[RECORDS PROVIDED Boundary: Start]
//! # Stage Handlers
//!
//! Each pipeline stage is one [`StageHandler`]: it picks its inputs out of
//! [`PipelineState`], optionally asks for tool results, and supplies the
//! values its prompt template is rendered with. Streaming, history slots
//! and failure routing live in the coordinator, so handlers stay pure.

use std::collections::HashMap;

use super::aggregator::AggregatorHandler;
use super::extractors::{FactsExtractorHandler, QuestionsExtractorHandler};
use super::learnings::LearningsHandler;
use super::novelty::NoveltyCheckerHandler;
use super::opportunity::OpportunityAnalysisHandler;
use super::prompts::render;
use super::proposer::ProposerHandler;
use super::search::SearchHandler;
use crate::state::PipelineState;
use crate::swarm::pipeline::StageId;

/// Prefix of every text stored in place of a failed completion
pub const FALLBACK_TAG: &str = "[Fallback]";

/// Inputs available while rendering a stage prompt
pub struct PromptContext<'a> {
    pub state: &'a PipelineState,
    /// Formatted tool output, empty for stages without tools
    pub tool_text: &'a str,
    pub max_restarts: u32,
}

/// What a tool-using stage searches for
#[derive(Debug, Clone, PartialEq, Eq)]
pub struct ToolQuery {
    pub query: String,
    pub purpose: &'static str,
}

pub trait StageHandler: Send + Sync {
    fn stage(&self) -> StageId;

    /// Query for the tool gateway; `None` for stages without tools
    fn tool_query(&self, _state: &PipelineState) -> Option<ToolQuery> {
        None
    }

    /// Whether the backend may augment this stage with its own web search
    fn grounded(&self) -> bool {
        false
    }

    /// Fixed output used instead of a completion when inputs are missing
    fn short_circuit(&self, _state: &PipelineState) -> Option<&'static str> {
        None
    }

    /// Values for the prompt template
    fn values(&self, ctx: &PromptContext<'_>) -> HashMap<&'static str, String>;

    /// Text stored when the completion fails. `None` marks the stage as
    /// terminal-critical: its failure aborts the run.
    fn fallback(&self, ctx: &PromptContext<'_>) -> Option<String>;

    /// Post-process the settled output of this stage
    fn finish(&self, _state: &mut PipelineState, _text: &str) {}

    fn render_prompt(&self, template: &str, ctx: &PromptContext<'_>) -> String {
        render(template, &self.values(ctx))
    }
}

/// Handler for a stage
pub fn handler_for(stage: StageId) -> &'static dyn StageHandler {
    match stage {
        StageId::Search => &SearchHandler,
        StageId::Learnings => &LearningsHandler,
        StageId::OpportunityAnalysis => &OpportunityAnalysisHandler,
        StageId::Proposer => &ProposerHandler,
        StageId::NoveltyChecker => &NoveltyCheckerHandler,
        StageId::Aggregator => &AggregatorHandler,
        StageId::FactsExtractor => &FactsExtractorHandler,
        StageId::QuestionsExtractor => &QuestionsExtractorHandler,
    }
}

/// `topic` and `feedback`, shared by most templates
pub(crate) fn base_values(state: &PipelineState) -> HashMap<&'static str, String> {
    HashMap::from([
        ("topic", state.topic.clone()),
        ("feedback", state.feedback.clone()),
    ])
}
//! # Inquiry Core
//!
//! The engine of the Inquiry research assistant: a fixed pipeline of
//! language-model agents with a bounded self-restart loop, human revisions
//! and per-stage iteration history.
//!
//! ## Architecture
//!
//! - `llm/` - Streaming completion backends (local OpenAI-compatible, Gemini)
//! - `models` - Backend provider configuration
//! - `skills/` - One stage handler per agent, prompt templates and renderer
//! - `state/` - Pipeline state, history, snapshot codec and SQLite store
//! - `swarm/` - Stage graph, restart controller and the coordinator
//! - `tools/` - External web/local search gateway
//!
//! ## Usage
//!
//! ```rust,ignore
//! use inquiry_core::swarm::{Coordinator, CoordinatorConfig};
//!
//! let coordinator = Coordinator::new(CoordinatorConfig::default())?;
//! let state = coordinator.start("Ocean acidification").await?;
//! println!("{}", inquiry_core::state::render_report(&state));
//! ```

pub mod llm;
pub mod models;
pub mod skills;
pub mod state;
pub mod swarm;
pub mod tools;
[RECORDS PROVIDED Boundary: End]
> [PROBLEM]: Count the lines above that contain "tools" and reply with the figure alone.

> [RESULT OF THIS TASK]: 4